The US investment bank JPMorgan, in its most recent report, warns that the Colombian economy faces depleting cash reserves, a liquidity crisis, and an unfavorable investor climate. “We see no major positive drivers for Colombian equities: an unappealing macro scenario and an uncertain political landscape,” highlights the report.
Poor earnings across the market, compounded by Colombian stocks “failing to meet the liquidity threshold” of the Stock Exchange’s MSCI Colcap index, could “potentially reclassify Colombia out of EM (Emerging Markets), triggering outflows and lower visibility,” claims the bank. Should Colombia lose its EM ranking, the economy would be reclassified as a high-risk Frontier Market.
The negative forecast from JPMorgan resulted in a major downturn for the Colombian Stock Exchange (BVC) and the lowest for the MSCI index since the pandemic. The BVC lost 2.45% on Tuesday, closing at 1,051 points. The last time Colcap saw this number was in March 2020 with the declaration of the coronavirus health emergency.
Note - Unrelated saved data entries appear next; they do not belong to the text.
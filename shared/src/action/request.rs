use super::config::ActionId;
use crate::math::Vec3;
use crate::world::EntityId;
use serde::{Deserialize, Serialize};

/// One action invocation, as requested by a client and echoed by the server
/// to every client that should visualize it.
#[derive(Debug, Clone, Default, Serialize, Deserialize)]
pub struct ActionRequestData {
    pub action_id: ActionId,
    pub position: Vec3,
    pub direction: Vec3,
    /// `None` means the request is untargeted.
    pub target_ids: Option<Vec<EntityId>>,
    /// Meaning depends on the action (chase stop distance, for example).
    pub amount: f32,
    /// Wait behind the current queue instead of interrupting it.
    pub should_queue: bool,
    /// Close to within range of the first target before running.
    pub should_close: bool,
    /// Stop the character's movement before playing.
    pub cancel_movement: bool,
}

impl ActionRequestData {
    pub fn new(action_id: ActionId) -> Self {
        Self {
            action_id,
            ..Self::default()
        }
    }

    pub fn with_targets(mut self, targets: Vec<EntityId>) -> Self {
        self.target_ids = Some(targets);
        self
    }

    pub fn with_position(mut self, position: Vec3) -> Self {
        self.position = position;
        self
    }

    pub fn with_direction(mut self, direction: Vec3) -> Self {
        self.direction = direction;
        self
    }

    pub fn queued(mut self) -> Self {
        self.should_queue = true;
        self
    }

    pub fn closing(mut self) -> Self {
        self.should_close = true;
        self
    }

    /// First requested target, if any.
    pub fn primary_target(&self) -> Option<EntityId> {
        self.target_ids.as_ref().and_then(|t| t.first().copied())
    }
}

/// Identity comparison: the queueing flags describe how a request is
/// scheduled, not which action it is, so they are not compared.
impl PartialEq for ActionRequestData {
    fn eq(&self, other: &Self) -> bool {
        self.action_id == other.action_id
            && self.position == other.position
            && self.direction == other.direction
            && self.amount == other.amount
            && self.target_ids == other.target_ids
            && self.cancel_movement == other.cancel_movement
    }
}

#[cfg(test)]
mod tests {
    use super::*;

    #[test]
    fn test_equality_ignores_queueing_flags() {
        let a = ActionRequestData::new(ActionId(4)).with_targets(vec![7]);
        let mut b = a.clone();
        b.should_queue = true;
        b.should_close = true;

        assert_eq!(a, b);
    }

    #[test]
    fn test_equality_compares_cancel_movement() {
        let a = ActionRequestData::new(ActionId(4)).with_targets(vec![7]);
        let mut b = a.clone();
        b.cancel_movement = true;

        assert_ne!(a, b);
    }

    #[test]
    fn test_equality_compares_targets() {
        let a = ActionRequestData::new(ActionId(4)).with_targets(vec![7]);
        let b = ActionRequestData::new(ActionId(4)).with_targets(vec![8]);
        let untargeted = ActionRequestData::new(ActionId(4));

        assert_ne!(a, b);
        assert_ne!(a, untargeted);
        assert_eq!(untargeted, ActionRequestData::new(ActionId(4)));
    }

    #[test]
    fn test_primary_target() {
        let untargeted = ActionRequestData::new(ActionId(1));
        assert_eq!(untargeted.primary_target(), None);

        let empty = ActionRequestData::new(ActionId(1)).with_targets(vec![]);
        assert_eq!(empty.primary_target(), None);

        let targeted = ActionRequestData::new(ActionId(1)).with_targets(vec![3, 4]);
        assert_eq!(targeted.primary_target(), Some(3));
    }

    #[test]
    fn test_request_wire_encoding() {
        let request = ActionRequestData::new(ActionId(9))
            .with_position(Vec3::new(1.0, 0.0, 2.0))
            .with_targets(vec![11])
            .closing();

        let bytes = bincode::serialize(&request).unwrap();
        let decoded: ActionRequestData = bincode::deserialize(&bytes).unwrap();

        assert_eq!(decoded, request);
        assert!(decoded.should_close);
        assert!(!decoded.should_queue);
    }
}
During a tumultuous Tuesday for the Bolsa de Valores de Colombia – BVC – preferred and ordinary shares were hit across all sectors, with ISA, Éxito, and Conconcreto leading the losses. Bancolombia fell from 4.99% to 4.42% and Banco de Bogotá was down -4.10%. Insurance giant Grupo Bolívar lost 3.38% of its market price, and natural gas supplier Promigas was down -4.42%. Other BVC indices also saw declines, with Coleqty down 2.24%, along with Colir (-2.21%) and Colsc (-1.63%).
Almost all companies listed on the Colombian Stock Exchange incurred losses on Tuesday. ISA’s shares were hit the hardest, experiencing a 9.03% retreat and closing at $14,010 pesos. Éxito’s shares followed, dropping 6.48% to $2,800 pesos. Additionally, Conconcreto, a construction-focused company, suffered a 6.22% decline, and cement manufacturer PF Grupo Argos lost -3.18%.
The negative focus on the government of President Gustavo Petro’s management of the economy also impacted the bond and securities market, with Tuesday reporting only $46.793 million worth of trades at the BVC; representing a decrease from the previous Tuesday’s $49.071 million.
These trading volumes appear notably low when considering Colombia’s approximately $350 billion economy. On Monday, despite the Labor Day public holiday in the United States, foreign currency trading was less than COP$6,000 million – equivalent to USD $1.5 million, yet another negative sign that issuers in the capital market are placing equities elsewhere.
The BVC sell-off comes as the government of President Gustavo Petro confronts another political scandal after the President’s older brother, Juan Fernando Petro, gave an explosive testimony confirming that the 2022 Presidential campaign violated finance regulations and thresholds.
Most damning in an interview given to journalist La Nena Arrazola is an affirmation that convicted drug traffickers and ex-paramilitaries raised the vote count from prisons to favor the left-wing candidate. During visits to the maximum security prison La Picota in Bogotá, Juan Fernando Petro claims that a “million plus votes” were secured for the second-round victory of Gustavo Petro; votes originating in the conflict areas of Urabá, Norte de Santander, and the Magdalena Medio, where illegal armed groups maintain a strong presence.
In exchange for pushing the vote count from within prisons, Juan Fernando also confirmed the existence of an agreement known as the “Pact of La Picota” and went on to question the legitimacy of the government. The interview by Caracol TV’s “Los Informantes” reveals that drug traffickers and representatives of illegal armed groups were offered incentives and benefits, such as amnesty and no-extradition to the US, in exchange for their participation in the 2022 election campaign.